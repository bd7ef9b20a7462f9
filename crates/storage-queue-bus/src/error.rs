//! Error types for endpoint configuration, polling and publishing.

use crate::category::MessageCategory;
use std::time::Duration;
use storage_queue::{CredentialsError, QueueError, QueueMessage, QueueName, ValidationError};
use thiserror::Error;

#[cfg(test)]
#[path = "error_tests.rs"]
mod tests;

/// Errors raised while assembling an endpoint
///
/// All of these surface synchronously at the builder call that caused them.
#[derive(Debug, Error)]
pub enum ConfigurationError {
    #[error("Invalid service name '{name}': must not be empty")]
    InvalidServiceName { name: String },

    #[error("Invalid credentials configuration: {source}")]
    InvalidCredentialsConfiguration {
        #[source]
        source: CredentialsError,
    },

    #[error("Invalid queue name '{name}' for {category} messages: {source}")]
    InvalidQueueConfiguration {
        category: MessageCategory,
        name: String,
        #[source]
        source: ValidationError,
    },

    #[error("Endpoint provider cannot be created: {reason}")]
    ProviderConfiguration { reason: String },

    #[error("Invalid argument '{argument}': {reason}")]
    InvalidArgument {
        argument: &'static str,
        reason: String,
    },

    #[error("Argument '{argument}' out of range: {reason}")]
    OutOfRange {
        argument: &'static str,
        reason: String,
    },
}

impl ConfigurationError {
    pub(crate) fn invalid_argument(argument: &'static str, reason: impl Into<String>) -> Self {
        Self::InvalidArgument {
            argument,
            reason: reason.into(),
        }
    }
}

impl From<CredentialsError> for ConfigurationError {
    fn from(source: CredentialsError) -> Self {
        Self::InvalidCredentialsConfiguration { source }
    }
}

/// Errors emitted by a message source
#[derive(Debug, Error)]
pub enum SourceError {
    /// The message was fetched and removed from the queue but did not decode
    #[error(
        "Message {} on queue '{queue}' could not be deserialized as {type_name}",
        .message.message_id
    )]
    MessageDeserialization {
        queue: QueueName,
        type_name: String,
        message: Box<QueueMessage>,
        #[source]
        source: Option<CodecError>,
    },

    /// The transport failed; the stream ends after yielding this error
    #[error("Transport failure on queue '{queue}': {source}")]
    Transport {
        queue: QueueName,
        #[source]
        source: QueueError,
    },
}

impl SourceError {
    /// The raw message that failed to decode, if this is a decode failure
    pub fn message(&self) -> Option<&QueueMessage> {
        match self {
            Self::MessageDeserialization { message, .. } => Some(message),
            Self::Transport { .. } => None,
        }
    }

    /// Whether the stream keeps polling after this error
    pub fn is_terminal(&self) -> bool {
        matches!(self, Self::Transport { .. })
    }

    /// Suggested delay before resubscribing after a terminal error
    pub fn retry_after(&self) -> Option<Duration> {
        match self {
            Self::Transport { source, .. } if source.is_transient() => source.retry_after(),
            _ => None,
        }
    }
}

/// Errors returned by a publisher
#[derive(Debug, Error)]
pub enum PublishError {
    #[error("Message could not be serialized: {0}")]
    Serialization(#[source] CodecError),

    /// The transport's own error, unchanged
    #[error("Transport failure on queue '{queue}': {source}")]
    Transport {
        queue: QueueName,
        #[source]
        source: QueueError,
    },
}

impl PublishError {
    /// Check if the publish may succeed when attempted again
    pub fn is_transient(&self) -> bool {
        match self {
            Self::Serialization(_) => false,
            Self::Transport { source, .. } => source.is_transient(),
        }
    }
}

/// Errors raised by serializers and deserializers
#[derive(Debug, Error)]
pub enum CodecError {
    #[error("JSON codec failure: {0}")]
    Json(#[from] serde_json::Error),

    #[error("{message}")]
    Custom { message: String },
}

impl CodecError {
    pub fn custom(message: impl Into<String>) -> Self {
        Self::Custom {
            message: message.into(),
        }
    }
}

/// Errors raised while loading or applying endpoint settings
#[derive(Debug, Error)]
pub enum SettingsError {
    #[error("Failed to load settings: {0}")]
    Load(#[from] config::ConfigError),

    #[error("Setting '{field}' is required")]
    Missing { field: &'static str },

    #[error("Setting '{field}' is invalid: {reason}")]
    Invalid { field: &'static str, reason: String },

    #[error("Settings could not be applied: {0}")]
    Configuration(#[from] ConfigurationError),
}
//! Message types for queue operations including core domain identifiers.

use crate::error::ValidationError;
use bytes::Bytes;
use chrono::{DateTime, Utc};
use serde::{Deserialize, Serialize};
use std::str::FromStr;
use std::time::Duration;

// ============================================================================
// Core Domain Identifiers
// ============================================================================

/// Validated storage queue name
///
/// Storage queues are addressed by name inside the account URL, so the name
/// has to follow the service's DNS-compatible rules:
/// - 3-63 characters
/// - lowercase ASCII letters, digits and hyphens only
/// - first and last character must be a letter or digit
/// - no consecutive hyphens
#[derive(Debug, Clone, PartialEq, Eq, Hash, PartialOrd, Ord, Serialize, Deserialize)]
#[serde(try_from = "String", into = "String")]
pub struct QueueName(String);

impl QueueName {
    pub const MIN_LENGTH: usize = 3;
    pub const MAX_LENGTH: usize = 63;

    /// Validate `name` against the service naming rules
    pub fn new(name: impl Into<String>) -> Result<Self, ValidationError> {
        let name = name.into();
        match naming_violation(&name) {
            None => Ok(Self(name)),
            Some(NamingViolation::Empty) => Err(ValidationError::Required {
                field: "queue_name".to_string(),
            }),
            Some(NamingViolation::Length) => Err(ValidationError::OutOfRange {
                field: "queue_name".to_string(),
                message: format!(
                    "'{name}' must be {}-{} characters",
                    Self::MIN_LENGTH,
                    Self::MAX_LENGTH
                ),
            }),
            Some(NamingViolation::Character(c)) => Err(ValidationError::InvalidFormat {
                field: "queue_name".to_string(),
                message: format!("'{name}' contains '{c}'; use lowercase letters, digits and hyphens"),
            }),
            Some(NamingViolation::Hyphen) => Err(ValidationError::InvalidFormat {
                field: "queue_name".to_string(),
                message: format!("'{name}' has a leading, trailing or doubled hyphen"),
            }),
        }
    }

    /// Create queue name as `{prefix}-{suffix}`
    pub fn with_suffix(prefix: &str, suffix: &str) -> Result<Self, ValidationError> {
        Self::new(format!("{}-{}", prefix, suffix))
    }

    /// Get queue name as string
    pub fn as_str(&self) -> &str {
        &self.0
    }
}

enum NamingViolation {
    Empty,
    Length,
    Character(char),
    Hyphen,
}

fn naming_violation(name: &str) -> Option<NamingViolation> {
    if name.is_empty() {
        return Some(NamingViolation::Empty);
    }
    if !(QueueName::MIN_LENGTH..=QueueName::MAX_LENGTH).contains(&name.len()) {
        return Some(NamingViolation::Length);
    }
    if let Some(c) = name
        .chars()
        .find(|c| !matches!(c, 'a'..='z' | '0'..='9' | '-'))
    {
        return Some(NamingViolation::Character(c));
    }
    if name.starts_with('-') || name.ends_with('-') || name.contains("--") {
        return Some(NamingViolation::Hyphen);
    }
    None
}

impl std::fmt::Display for QueueName {
    fn fmt(&self, f: &mut std::fmt::Formatter<'_>) -> std::fmt::Result {
        f.write_str(&self.0)
    }
}

impl FromStr for QueueName {
    type Err = ValidationError;

    fn from_str(s: &str) -> Result<Self, Self::Err> {
        Self::new(s)
    }
}

impl TryFrom<String> for QueueName {
    type Error = ValidationError;

    fn try_from(value: String) -> Result<Self, Self::Error> {
        Self::new(value)
    }
}

impl From<QueueName> for String {
    fn from(name: QueueName) -> Self {
        name.0
    }
}

/// Identifier assigned to a message by the queue service
#[derive(Debug, Clone, PartialEq, Eq, Hash, Serialize, Deserialize)]
pub struct MessageId(String);

impl MessageId {
    /// Fresh id, as the in-memory provider assigns them
    pub fn new() -> Self {
        Self(uuid::Uuid::new_v4().to_string())
    }

    pub fn as_str(&self) -> &str {
        &self.0
    }
}

impl Default for MessageId {
    fn default() -> Self {
        Self::new()
    }
}

impl std::fmt::Display for MessageId {
    fn fmt(&self, f: &mut std::fmt::Formatter<'_>) -> std::fmt::Result {
        f.write_str(&self.0)
    }
}

impl FromStr for MessageId {
    type Err = ValidationError;

    fn from_str(s: &str) -> Result<Self, Self::Err> {
        match s.trim() {
            "" => Err(ValidationError::Required {
                field: "message_id".to_string(),
            }),
            id => Ok(Self(id.to_string())),
        }
    }
}

/// Opaque token proving the holder dequeued a specific delivery of a message
///
/// A new pop receipt is issued every time a message is fetched; only the
/// latest one can delete the message.
#[derive(Debug, Clone, PartialEq, Eq, Hash)]
pub struct PopReceipt(String);

impl PopReceipt {
    /// Wrap a receipt issued by the service
    pub fn new(receipt: impl Into<String>) -> Self {
        Self(receipt.into())
    }

    /// Generate a fresh random receipt
    pub fn generate() -> Self {
        Self(uuid::Uuid::new_v4().simple().to_string())
    }

    pub fn as_str(&self) -> &str {
        &self.0
    }
}

/// UTC instant reported by, or sent to, the queue service
#[derive(Debug, Clone, PartialEq, Eq, PartialOrd, Ord, Serialize, Deserialize)]
pub struct Timestamp(DateTime<Utc>);

impl Timestamp {
    pub fn now() -> Self {
        Self(Utc::now())
    }

    pub fn from_datetime(dt: DateTime<Utc>) -> Self {
        Self(dt)
    }

    pub fn as_datetime(&self) -> DateTime<Utc> {
        self.0
    }

    /// Timestamp shifted forward by `duration`, saturating at the far future
    pub fn after(&self, duration: Duration) -> Self {
        let delta = chrono::Duration::from_std(duration).unwrap_or(chrono::Duration::MAX);
        Self(
            self.0
                .checked_add_signed(delta)
                .unwrap_or(DateTime::<Utc>::MAX_UTC),
        )
    }

    /// Parse an RFC 1123 timestamp as used in storage service responses
    pub fn parse_rfc1123(value: &str) -> Option<Self> {
        DateTime::parse_from_rfc2822(value)
            .ok()
            .map(|dt| Self(dt.with_timezone(&Utc)))
    }

    /// Format as RFC 1123 (`Sun, 06 Nov 1994 08:49:37 GMT`)
    pub fn to_rfc1123(&self) -> String {
        self.0.format("%a, %d %b %Y %H:%M:%S GMT").to_string()
    }
}

impl std::fmt::Display for Timestamp {
    fn fmt(&self, f: &mut std::fmt::Formatter<'_>) -> std::fmt::Result {
        f.write_str(&self.to_rfc1123())
    }
}

// ============================================================================
// Message Types
// ============================================================================

/// A message to be added to a queue
#[derive(Debug, Clone, PartialEq)]
pub struct OutgoingMessage {
    pub body: Bytes,
    pub time_to_live: Option<Duration>,
    pub visibility_delay: Option<Duration>,
}

impl OutgoingMessage {
    /// Create new message carrying `body` verbatim
    pub fn new(body: impl Into<Bytes>) -> Self {
        Self {
            body: body.into(),
            time_to_live: None,
            visibility_delay: None,
        }
    }

    /// Expire the message if it is not consumed within `ttl`
    pub fn with_ttl(mut self, ttl: Duration) -> Self {
        self.time_to_live = Some(ttl);
        self
    }

    /// Keep the message invisible for `delay` after it is added
    pub fn with_visibility_delay(mut self, delay: Duration) -> Self {
        self.visibility_delay = Some(delay);
        self
    }
}

/// A message fetched from a queue, together with the metadata needed to delete it
#[derive(Debug, Clone, PartialEq)]
pub struct QueueMessage {
    pub message_id: MessageId,
    pub pop_receipt: PopReceipt,
    pub body: Bytes,
    pub dequeue_count: u32,
    pub inserted_at: Timestamp,
    pub expires_at: Option<Timestamp>,
    pub next_visible_at: Timestamp,
}

impl QueueMessage {
    /// Raw payload bytes
    pub fn as_bytes(&self) -> &[u8] {
        &self.body
    }

    /// Check whether the message has been handed out more than `max_count` times
    pub fn has_exceeded_dequeue_count(&self, max_count: u32) -> bool {
        self.dequeue_count > max_count
    }
}

#[cfg(test)]
#[path = "message_tests.rs"]
mod tests;
//! Queue provider implementations.
//!
//! This module contains concrete implementations of the `QueueClient` and
//! `QueueHandle` traits for the storage queue REST API and for process-local
//! testing.

pub mod azure;
pub mod memory;

pub use azure::{AzureStorageQueue, AzureStorageQueueClient, STORAGE_API_VERSION};
pub use memory::InMemoryQueueClient;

▸ **What you need to do**
Go to the line with "pub fn new(name: impl" in the entries above and repeat every line from there through the line with "Some(NamingViolation::Empty) => Err(ValidationError::Required", exactly and with no other text.

▸ **Answer space**
    pub fn new(name: impl Into<String>) -> Result<Self, ValidationError> {
        let name = name.into();
        match naming_violation(&name) {
            None => Ok(Self(name)),
            Some(NamingViolation::Empty) => Err(ValidationError::Required {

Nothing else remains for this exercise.